Dear France: You Just Got Hacked. Don’t Make The Same Mistakes We Did.

A brief guide to the information wars.

Ooh, la la. So, it happened to you too. The frontrunning presidential candidate got hacked, and all his emails were dumped online in one giant cache. WikiLeaks is tweeting about it. There is a hashtag. 4chan’s /pol/ is all over it. Screenshots purporting to show corruption and secret bank transfers are going viral. The meme wars are on.

This is a plea: Do not get played the way the US press got played, gullibly falling into the trap set for it. And don’t ignore what happens online. These hacks are merely the stage for the misinformation machine.

Like ours, your election came down to two candidates. One of them, Marine Le Pen, is running on a platform of ethno-nationalism, and is sympathetic to the Kremlin.
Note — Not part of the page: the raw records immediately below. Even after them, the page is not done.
//! SQLite-backed [`KnowledgeStore`] implementation.
//!
//! Documents live in `knowledge_documents`; each chunk row in
//! `knowledge_chunks` carries its text, JSON metadata, and an optional
//! little-endian f32 embedding BLOB. Vector search loads the filtered
//! embedded rows and ranks them by cosine similarity in process.

use anyhow::{bail, Context, Result};
use async_trait::async_trait;
use chrono::DateTime;
use sqlx::sqlite::SqliteRow;
use sqlx::{Row, SqlitePool};

use coach_context_core::embedding::{blob_to_vec, cosine_similarity, vec_to_blob};
use coach_context_core::error::ContextError;
use coach_context_core::models::{
    ChunkFilter, ChunkMetadata, KnowledgeChunk, KnowledgeDocument, ScoredChunk,
};
use coach_context_core::store::{sort_scored, validate_chunk_set, KnowledgeStore};

/// SQLite implementation of the [`KnowledgeStore`] trait.
///
/// When a model name is set, embeddings are tagged with it on write and
/// `nearest` only considers vectors from that model.
pub struct SqliteStore {
    pool: SqlitePool,
    model: Option<String>,
}

impl SqliteStore {
    pub fn new(pool: SqlitePool) -> Self {
        Self { pool, model: None }
    }

    pub fn with_model(mut self, model: impl Into<String>) -> Self {
        self.model = Some(model.into());
        self
    }

    pub fn pool(&self) -> &SqlitePool {
        &self.pool
    }

    async fn write_chunks(&self, document_id: &str, chunks: &[KnowledgeChunk]) -> Result<()> {
        let mut tx = self.pool.begin().await?;

        // Delete first so the transaction takes the write lock up front.
        sqlx::query("DELETE FROM knowledge_chunks WHERE document_id = ?")
            .bind(document_id)
            .execute(&mut *tx)
            .await?;

        let exists: Option<String> =
            sqlx::query_scalar("SELECT id FROM knowledge_documents WHERE id = ?")
                .bind(document_id)
                .fetch_optional(&mut *tx)
                .await?;
        if exists.is_none() {
            bail!("unknown document");
        }

        for chunk in chunks {
            let metadata = serde_json::to_string(&chunk.metadata)?;
            let blob = chunk.embedding.as_deref().map(vec_to_blob);
            let dims = chunk.embedding.as_ref().map(|v| v.len() as i64);
            let model = chunk.embedding.as_ref().and(self.model.as_deref());

            sqlx::query(
                r#"
                INSERT INTO knowledge_chunks (id, document_id, chunk_index, text, hash,
                                              owner_tag, category, metadata,
                                              embedding, model, dims)
                VALUES (?, ?, ?, ?, ?, ?, ?, ?, ?, ?, ?)
                "#,
            )
            .bind(&chunk.id)
            .bind(&chunk.document_id)
            .bind(chunk.chunk_index)
            .bind(&chunk.text)
            .bind(&chunk.hash)
            .bind(&chunk.metadata.owner_tag)
            .bind(&chunk.metadata.category)
            .bind(&metadata)
            .bind(blob)
            .bind(model)
            .bind(dims)
            .execute(&mut *tx)
            .await?;
        }

        tx.commit().await?;
        Ok(())
    }
}

fn document_from_row(row: &SqliteRow) -> KnowledgeDocument {
    let updated_at: i64 = row.get("updated_at");
    KnowledgeDocument {
        id: row.get("id"),
        owner_tag: row.get("owner_tag"),
        title: row.get("title"),
        body: row.get("body"),
        category: row.get("category"),
        subtype: row.get("subtype"),
        updated_at: DateTime::from_timestamp(updated_at, 0).unwrap_or_default(),
    }
}

fn chunk_from_row(row: &SqliteRow) -> Result<KnowledgeChunk> {
    let id: String = row.get("id");
    let metadata: String = row.get("metadata");
    let metadata: ChunkMetadata = serde_json::from_str(&metadata)
        .with_context(|| format!("Corrupt metadata on chunk {}", id))?;
    let blob: Option<Vec<u8>> = row.get("embedding");

    Ok(KnowledgeChunk {
        id,
        document_id: row.get("document_id"),
        chunk_index: row.get("chunk_index"),
        text: row.get("text"),
        hash: row.get("hash"),
        embedding: blob.map(|b| blob_to_vec(&b)),
        metadata,
    })
}

const CHUNK_COLUMNS: &str =
    "id, document_id, chunk_index, text, hash, metadata, embedding";

#[async_trait]
impl KnowledgeStore for SqliteStore {
    async fn upsert_document(&self, doc: &KnowledgeDocument) -> Result<()> {
        sqlx::query(
            r#"
            INSERT INTO knowledge_documents (id, owner_tag, title, body, category, subtype, updated_at)
            VALUES (?, ?, ?, ?, ?, ?, ?)
            ON CONFLICT(id) DO UPDATE SET
                owner_tag = excluded.owner_tag,
                title = excluded.title,
                body = excluded.body,
                category = excluded.category,
                subtype = excluded.subtype,
                updated_at = excluded.updated_at
            "#,
        )
        .bind(&doc.id)
        .bind(&doc.owner_tag)
        .bind(&doc.title)
        .bind(&doc.body)
        .bind(&doc.category)
        .bind(&doc.subtype)
        .bind(doc.updated_at.timestamp())
        .execute(&self.pool)
        .await?;

        Ok(())
    }

    async fn get_document(&self, id: &str) -> Result<Option<KnowledgeDocument>> {
        let row = sqlx::query(
            "SELECT id, owner_tag, title, body, category, subtype, updated_at FROM knowledge_documents WHERE id = ?",
        )
        .bind(id)
        .fetch_optional(&self.pool)
        .await?;

        Ok(row.as_ref().map(document_from_row))
    }

    async fn list_documents(&self) -> Result<Vec<KnowledgeDocument>> {
        let rows = sqlx::query(
            "SELECT id, owner_tag, title, body, category, subtype, updated_at FROM knowledge_documents ORDER BY id",
        )
        .fetch_all(&self.pool)
        .await?;

        Ok(rows.iter().map(document_from_row).collect())
    }

    async fn replace_chunks(
        &self,
        document_id: &str,
        chunks: &[KnowledgeChunk],
    ) -> Result<(), ContextError> {
        validate_chunk_set(document_id, chunks)?;
        self.write_chunks(document_id, chunks)
            .await
            .map_err(|e| ContextError::store_write(document_id, format!("{:#}", e)))
    }

    async fn chunks_for_document(&self, document_id: &str) -> Result<Vec<KnowledgeChunk>> {
        let rows = sqlx::query(&format!(
            "SELECT {} FROM knowledge_chunks WHERE document_id = ? ORDER BY chunk_index ASC",
            CHUNK_COLUMNS
        ))
        .bind(document_id)
        .fetch_all(&self.pool)
        .await?;

        rows.iter().map(chunk_from_row).collect()
    }

    async fn nearest(
        &self,
        query_vec: &[f32],
        k: usize,
        filter: &ChunkFilter,
    ) -> Result<Vec<ScoredChunk>> {
        let rows = sqlx::query(&format!(
            r#"
            SELECT {} FROM knowledge_chunks
            WHERE embedding IS NOT NULL
              AND dims = ?
              AND (? IS NULL OR model = ?)
              AND (? IS NULL OR owner_tag = ?)
              AND (? IS NULL OR category = ?)
            "#,
            CHUNK_COLUMNS
        ))
        .bind(query_vec.len() as i64)
        .bind(self.model.as_deref())
        .bind(self.model.as_deref())
        .bind(filter.owner_tag.as_deref())
        .bind(filter.owner_tag.as_deref())
        .bind(filter.category.as_deref())
        .bind(filter.category.as_deref())
        .fetch_all(&self.pool)
        .await?;

        let mut scored = Vec::with_capacity(rows.len());
        for row in &rows {
            let chunk = chunk_from_row(row)?;
            let similarity = chunk
                .embedding
                .as_deref()
                .map_or(0.0, |v| cosine_similarity(query_vec, v) as f64);
            scored.push(ScoredChunk { chunk, similarity });
        }

        sort_scored(&mut scored);
        scored.truncate(k);
        Ok(scored)
    }

    async fn candidates(&self, filter: &ChunkFilter) -> Result<Vec<KnowledgeChunk>> {
        let rows = sqlx::query(&format!(
            r#"
            SELECT {} FROM knowledge_chunks
            WHERE (? IS NULL OR owner_tag = ?)
              AND (? IS NULL OR category = ?)
            ORDER BY document_id ASC, chunk_index ASC
            "#,
            CHUNK_COLUMNS
        ))
        .bind(filter.owner_tag.as_deref())
        .bind(filter.owner_tag.as_deref())
        .bind(filter.category.as_deref())
        .bind(filter.category.as_deref())
        .fetch_all(&self.pool)
        .await?;

        rows.iter().map(chunk_from_row).collect()
    }

    async fn all_missing_embeddings(&self) -> Result<Vec<String>> {
        let ids: Vec<String> = sqlx::query_scalar(
            r#"
            SELECT d.id FROM knowledge_documents d
            WHERE NOT EXISTS (SELECT 1 FROM knowledge_chunks c WHERE c.document_id = d.id)
            ORDER BY d.id
            "#,
        )
        .fetch_all(&self.pool)
        .await?;
        Ok(ids)
    }

    async fn incomplete_embeddings(&self) -> Result<Vec<String>> {
        let ids: Vec<String> = sqlx::query_scalar(
            "SELECT DISTINCT document_id FROM knowledge_chunks WHERE embedding IS NULL ORDER BY document_id",
        )
        .fetch_all(&self.pool)
        .await?;
        Ok(ids)
    }
}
The other candidate, Emmanuel Macron, is an investment banker endorsed by the global status quo — why, even our ex-president Barack Obama just endorsed Macron, saying he was the one who “stood up for liberal values.”

As in the US, the candidate and the political party running against the one liked by the Kremlin got hacked, not the other one. Funny how that goes. But I digress.

But there are big differences between the attacks in the United States and France as well. For one thing, this dump of stolen emails came about 41 hours before your election, and just one precious hour before French media entered the blackout period during which it cannot report substantive stuff about either candidate. So the rumor mill will mostly stay online. For another, yours is not a close election like the US one. Macron is polling at 22 percentage points higher than his competitor — far, far more than the US margin between Trump and Clinton.

But it’s not time to relax. The US experience shows the many ways such uncurated dumps of hacked emails fuel viral misinformation, create grave violations of privacy, and leave the public in a state that is more confused than illuminated.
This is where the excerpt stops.